Revived in the sixteenth century, she steps into the illustrious shoes of Mary Stuart: Becoming the Queen of Scotland just six days after birth, aligned for the French crown at five, and setting her sights on the throne of England at fifteen. However, despite her seeming advantages, she now has to brave the tumultuous tide of her era, striving relentlessly in the hope of avoiding the grim future of being executed by the Virgin Queen, Elizabeth...

Chapter 1: Born at the Finish Line

Once upon a time, as a true-blue Australian, her favorite foreign name was Mary. She was enamored with all names derived from "Mary": Maria, Marina, Marian, Marissa, Marilyn... Perhaps, even, including - Mary Sue? Despite her age, she had a vague sense that all gifts from fate probably came with hidden costs.

Then, she transmigrated.

As a woman who transmigrated in the womb, after she struggled through the tight birth canal, emerged from her mother's abdomen, and saw the light again, she heard a weary sigh: "It's a girl... Let's call her 'Mary'." Not long after, she learned that her mother, the woman who birthed her, was also named Mary.


On December 9, 1542, in Linlithgow, Scotland, the day was foggy and overcast. This land, surrounded by the North Atlantic Current, except for extreme north, enjoyed a temperate maritime climate and wasn't always bitterly cold. Undoubtedly, the birthing room of the Queen of Scotland was ablaze with a roaring fire.

The newborn Mary, freshly cleaned of amniotic fluid and blood, full after a few sips of breast milk, curled up in her soft swaddling clothes, yawning, and dozing off. The wet nurse gently patted her and looked at the half-asleep new mother, whispering, "Your Majesty, the little princess looks quite healthy."

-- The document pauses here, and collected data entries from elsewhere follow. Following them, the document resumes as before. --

//! # rotation 命令实现
//!
//! 打印样品的 4×4 齐次变换矩阵，以及圆柱轴在实验室坐标系中的方向。
//! 该矩阵与 `pattern`/`sweep` 使用的转动一致，可直接交给外部三维视图。
//!
//! ## 依赖关系
//! - 使用 `cli/rotation.rs` 定义的 RotationArgs
//! - 使用 `saxs/rotation.rs` 构造矩阵

use crate::cli::rotation::RotationArgs;
use crate::error::{Result, SaxsError};
use crate::saxs::rotation_matrix;
use crate::utils::output;

use nalgebra::{Matrix3, Matrix4, Vector4};
use tabled::{Table, Tabled};

/// 矩阵表格行
#[derive(Tabled)]
struct MatrixRow {
    #[tabled(rename = "")]
    label: &'static str,
    x: String,
    y: String,
    z: String,
    w: String,
}

/// 执行 rotation 命令
pub fn execute(args: RotationArgs) -> Result<()> {
    output::print_header("Sample Transform");

    if !args.angle.is_finite() {
        return Err(SaxsError::InvalidArgument(format!(
            "rotation angle must be finite, got {}",
            args.angle
        )));
    }

    let m = rotation_matrix(args.angle, args.axis);
    output::print_info(&format!("{:.4}° about {} (counter-clockwise)", args.angle, args.axis));

    println!("{}", Table::new(matrix_rows(&m)));

    let spatial: Matrix3<f64> = m.fixed_view::<3, 3>(0, 0).into_owned();
    let det = spatial.determinant();
    let cylinder_axis = m * Vector4::new(0.0, 0.0, 1.0, 0.0);

    output::print_info(&format!("det(R) = {:.6}", det));
    output::print_success(&format!(
        "Cylinder axis direction: ({:.4}, {:.4}, {:.4})",
        cylinder_axis.x, cylinder_axis.y, cylinder_axis.z
    ));

    Ok(())
}

/// 将矩阵转换为表格行
fn matrix_rows(m: &Matrix4<f64>) -> Vec<MatrixRow> {
    const LABELS: [&str; 4] = ["x'", "y'", "z'", "w'"];
    // 避免打印 -0.0000
    let fmt = |v: f64| format!("{:.4}", if v.abs() < 5e-5 { 0.0 } else { v });

    LABELS
        .iter()
        .enumerate()
        .map(|(i, &label)| MatrixRow {
            label,
            x: fmt(m[(i, 0)]),
            y: fmt(m[(i, 1)]),
            z: fmt(m[(i, 2)]),
            w: fmt(m[(i, 3)]),
        })
        .collect()
}
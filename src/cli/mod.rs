//! # CLI 模块
//!
//! 使用 `clap` 定义命令行参数和子命令。
//!
//! ## 命令结构
//! - `pattern`: 单一取向的散射图样
//! - `sweep`: 角度扫描，批量导出帧
//! - `rotation`: 打印样品变换矩阵
//!
//! ## 依赖关系
//! - 被 `main.rs` 使用
//! - 子模块: pattern, sweep, rotation

pub mod pattern;
pub mod rotation;
pub mod sweep;

use clap::{Parser, Subcommand};

/// saxsim - 圆柱小角散射模拟器
#[derive(Parser)]
#[command(name = "saxsim")]
#[command(author = "Changjiang Wu")]
#[command(version)]
#[command(about = "Small-angle X-ray scattering simulator for rotating cylinders", long_about = None)]
#[command(propagate_version = true)]
pub struct Cli {
    #[command(subcommand)]
    pub command: Commands,
}

/// 可用的子命令
#[derive(Subcommand)]
pub enum Commands {
    /// Compute the scattering pattern for one sample orientation
    Pattern(pattern::PatternArgs),

    /// Sweep the sample through a range of angles and export every frame
    Sweep(sweep::SweepArgs),

    /// Print the 4x4 sample transform for an angle and axis
    Rotation(rotation::RotationArgs),
}
//! # SAXS 计算模块
//!
//! 提供圆柱小角 X 射线散射图样的计算与导出。
//!
//! ## 子模块
//! - `special`: sinc 与 Bessel J1 等特殊函数
//! - `rotation`: 齐次旋转矩阵
//! - `form_factor`: 圆柱形状因子
//! - `model`: 散射模型（网格 + 旋转重算）
//! - `export`: 数据导出
//!
//! ## 依赖关系
//! - 被 `commands/` 使用
//! - 使用 `models/` 的 Cylinder, SamplingGrid, IntensityField

pub mod export;
pub mod form_factor;
pub mod model;
pub mod rotation;
pub mod special;

pub use model::ScatteringModel;
pub use rotation::{rotation_matrix, Axis};
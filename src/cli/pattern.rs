//! # pattern 子命令 CLI 定义
//!
//! 计算单个取向下的散射图样，以及各子命令共用的模型参数。
//!
//! ## 依赖关系
//! - 被 `cli/mod.rs` 和 `cli/sweep.rs` 使用
//! - 参数传递给 `commands/pattern.rs`

use crate::saxs::model::DEFAULT_RESOLUTION;
use crate::saxs::Axis;

use clap::{Args, ValueEnum};
use std::path::PathBuf;

/// 解析旋转轴（x/y/z 或 1/2/3）
pub fn parse_axis(input: &str) -> Result<Axis, String> {
    input.parse::<Axis>().map_err(|e| e.to_string())
}

/// 强度场输出格式
#[derive(Debug, Clone, Copy, ValueEnum, PartialEq, Eq)]
pub enum ExportFormat {
    /// Long-form CSV (qx, qy, intensity)
    Csv,
    /// Whitespace-separated intensity matrix with '#' header
    Matrix,
}

impl ExportFormat {
    /// 默认文件扩展名
    pub fn extension(&self) -> &'static str {
        match self {
            ExportFormat::Csv => "csv",
            ExportFormat::Matrix => "dat",
        }
    }
}

impl std::fmt::Display for ExportFormat {
    fn fmt(&self, f: &mut std::fmt::Formatter<'_>) -> std::fmt::Result {
        match self {
            ExportFormat::Csv => write!(f, "csv"),
            ExportFormat::Matrix => write!(f, "matrix"),
        }
    }
}

/// 圆柱模型参数（各子命令共用）
#[derive(Args, Debug, Clone)]
pub struct ModelArgs {
    /// Cylinder radius (same length unit as 1/q)
    #[arg(long, default_value_t = 2.0)]
    pub radius: f64,

    /// Cylinder height
    #[arg(long, default_value_t = 10.0)]
    pub height: f64,

    /// Grid samples per side of the q-space window (±6π/radius)
    #[arg(long, default_value_t = DEFAULT_RESOLUTION)]
    pub points: usize,
}

/// pattern 子命令参数
#[derive(Args, Debug)]
pub struct PatternArgs {
    #[command(flatten)]
    pub model: ModelArgs,

    /// Sample rotation angle in degrees
    #[arg(short, long, default_value_t = 0.0, allow_negative_numbers = true)]
    pub angle: f64,

    /// Rotation axis: x, y or z (1, 2, 3 also accepted)
    #[arg(long, default_value = "z", value_parser = parse_axis)]
    pub axis: Axis,

    /// Output file
    #[arg(short, long, default_value = "pattern.dat")]
    pub output: PathBuf,

    /// Output format (auto-detected from extension if not specified)
    #[arg(short, long, value_enum)]
    pub format: Option<ExportFormat>,

    /// Keep every n-th grid point in each direction
    #[arg(long, default_value_t = 1)]
    pub stride: usize,
}
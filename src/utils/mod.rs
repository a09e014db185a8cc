//! # 工具函数模块
//!
//! 提供美化输出、进度条等工具。
//!
//! ## 依赖关系
//! - 被 `commands/` 和 `batch/` 模块使用
//! - 子模块: output, progress

pub mod output;
pub mod progress;
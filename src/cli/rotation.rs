//! # rotation 子命令 CLI 定义
//!
//! 打印样品变换矩阵，供外部三维视图使用
//!
//! ## 依赖关系
//! - 被 `cli/mod.rs` 使用
//! - 参数传递给 `commands/rotation.rs`

use super::pattern::parse_axis;
use crate::saxs::Axis;

use clap::Args;

/// rotation 子命令参数
#[derive(Args, Debug)]
pub struct RotationArgs {
    /// Rotation angle in degrees
    #[arg(short, long, default_value_t = 0.0, allow_negative_numbers = true)]
    pub angle: f64,

    /// Rotation axis: x, y or z (1, 2, 3 also accepted)
    #[arg(long, default_value = "z", value_parser = parse_axis)]
    pub axis: Axis,
}
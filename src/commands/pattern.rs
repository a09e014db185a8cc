//! # pattern 命令实现
//!
//! 计算圆柱在单一取向下的 SAXS 图样并导出。
//!
//! ## 功能
//! - 构造散射模型（预计算网格与初始强度）
//! - 按角度和轴重算强度
//! - 导出 CSV / 矩阵文本
//! - 打印强度统计表
//!
//! ## 依赖关系
//! - 使用 `cli/pattern.rs` 定义的 PatternArgs
//! - 使用 `saxs/` 模块进行计算与导出
//! - 公共函数被 `commands/sweep.rs` 复用

use crate::cli::pattern::{ExportFormat, ModelArgs, PatternArgs};
use crate::error::{Result, SaxsError};
use crate::models::{FieldStats, IntensityField};
use crate::saxs::export::{self, Orientation};
use crate::saxs::ScatteringModel;
use crate::utils::{output, progress};

use std::borrow::Cow;
use std::path::Path;

/// 执行 pattern 命令
pub fn execute(args: PatternArgs) -> Result<()> {
    output::print_header("Cylinder SAXS Pattern");

    validate_stride(args.stride)?;
    let model = build_model(&args.model)?;

    output::print_info(&format!(
        "Sample rotation: {:.2}° about {}",
        args.angle, args.axis
    ));

    let spinner = progress::create_spinner("Computing scattering intensity");
    let field = model.oriented_intensity(args.angle, args.axis);
    spinner.finish_and_clear();
    let field = field?;
    if matches!(field, Cow::Borrowed(_)) {
        output::print_info("Full-turn rotation, reusing the precomputed unrotated intensity");
    }

    let format = args
        .format
        .unwrap_or_else(|| guess_format_from_extension(&args.output));
    let orientation = Orientation {
        angle: args.angle,
        axis: args.axis,
    };
    export_field(&model, &field, orientation, &args.output, format, args.stride)?;

    print_stats_table(&field.stats());
    output::print_success(&format!(
        "Pattern saved to '{}' ({})",
        args.output.display(),
        format
    ));

    Ok(())
}

/// 构造散射模型并打印参数
pub fn build_model(args: &ModelArgs) -> Result<ScatteringModel> {
    let spinner = progress::create_spinner("Precomputing sampling grid");
    let model = ScatteringModel::with_resolution(args.radius, args.height, args.points);
    spinner.finish_and_clear();
    let model = model?;

    output::print_success(&format!(
        "Model ready: {}, {} x {} grid",
        model.cylinder(),
        args.points,
        args.points
    ));
    output::print_info(&format!(
        "Aspect ratio H/2R = {:.3}, q window: ±{:.4} (1/length unit)",
        model.cylinder().aspect_ratio(),
        model.grid().q_max()
    ));

    Ok(model)
}

/// 按格式导出强度场
pub fn export_field(
    model: &ScatteringModel,
    field: &IntensityField,
    orientation: Orientation,
    path: &Path,
    format: ExportFormat,
    stride: usize,
) -> Result<()> {
    match format {
        ExportFormat::Csv => export::to_csv(model, field, path, stride),
        ExportFormat::Matrix => export::to_matrix(model, field, orientation, path, stride),
    }
}

/// 校验抽样间隔
pub fn validate_stride(stride: usize) -> Result<()> {
    if stride == 0 {
        return Err(SaxsError::InvalidArgument(
            "stride must be at least 1".to_string(),
        ));
    }
    Ok(())
}

/// 从文件扩展名推断输出格式
fn guess_format_from_extension(path: &Path) -> ExportFormat {
    match path
        .extension()
        .and_then(|e| e.to_str())
        .map(|s| s.to_lowercase())
        .as_deref()
    {
        Some("csv") => ExportFormat::Csv,
        _ => ExportFormat::Matrix,
    }
}

/// 打印强度统计表
fn print_stats_table(stats: &FieldStats) {
    use tabled::{Table, Tabled};

    #[derive(Tabled)]
    struct StatRow {
        #[tabled(rename = "Quantity")]
        name: &'static str,
        #[tabled(rename = "Value")]
        value: String,
    }

    let rows = vec![
        StatRow {
            name: "I min",
            value: format!("{:.4e}", stats.min),
        },
        StatRow {
            name: "I max",
            value: format!("{:.4e}", stats.max),
        },
        StatRow {
            name: "I mean",
            value: format!("{:.4e}", stats.mean),
        },
        StatRow {
            name: "Σ I",
            value: format!("{:.4e}", stats.total),
        },
    ];

    output::print_header("Intensity Statistics");
    println!("{}", Table::new(&rows));
}

#[cfg(test)]
mod tests {
    use super::*;
    use std::path::PathBuf;

    #[test]
    fn test_guess_format() {
        assert_eq!(
            guess_format_from_extension(&PathBuf::from("out.CSV")),
            ExportFormat::Csv
        );
        assert_eq!(
            guess_format_from_extension(&PathBuf::from("out.dat")),
            ExportFormat::Matrix
        );
        assert_eq!(
            guess_format_from_extension(&PathBuf::from("pattern")),
            ExportFormat::Matrix
        );
    }

    #[test]
    fn test_validate_stride() {
        assert!(validate_stride(1).is_ok());
        assert!(matches!(
            validate_stride(0),
            Err(SaxsError::InvalidArgument(_))
        ));
    }

    #[test]
    fn test_build_model_rejects_zero_radius() {
        let args = ModelArgs {
            radius: 0.0,
            height: 10.0,
            points: 16,
        };
        assert!(matches!(
            build_model(&args),
            Err(SaxsError::DegenerateRadius(_))
        ));
    }
}
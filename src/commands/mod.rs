//! # 命令执行模块
//!
//! 实现各子命令的业务逻辑。
//!
//! ## 依赖关系
//! - 被 `main.rs` 调用
//! - 使用 `cli/`, `saxs/`, `models/`, `batch/`, `utils/`
//! - 子模块: pattern, sweep, rotation

pub mod pattern;
pub mod rotation;
pub mod sweep;

use crate::cli::Commands;
use crate::error::Result;

/// 执行命令
pub fn run(cmd: Commands) -> Result<()> {
    match cmd {
        Commands::Pattern(args) => pattern::execute(args),
        Commands::Sweep(args) => sweep::execute(args),
        Commands::Rotation(args) => rotation::execute(args),
    }
}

"That's good," the weary Queen rubbed her temples and, with half-closed eyes, asked her attendant, "How is the King doing?" Despite the successful birth of her child, she couldn't relax, fearing not only postpartum fever, but also worrying about the child's health, regretting she had a girl, and her husband – the current King of Scotland - was lying on his deathbed at the neighboring Falkland Castle, at the age of thirty-one.

"…According to the messenger, there has been no improvement," replied the attendant.

Mary de Guise, who had just returned from the brink of death, shed a tear upon hearing the news. "May the Lord bless him with a speedy recovery." Although she sincerely wished for his recovery, she had a foreboding that her prayers would be in vain. Her intuition was rarely wrong – she had a similar feeling when she lost her two sons before.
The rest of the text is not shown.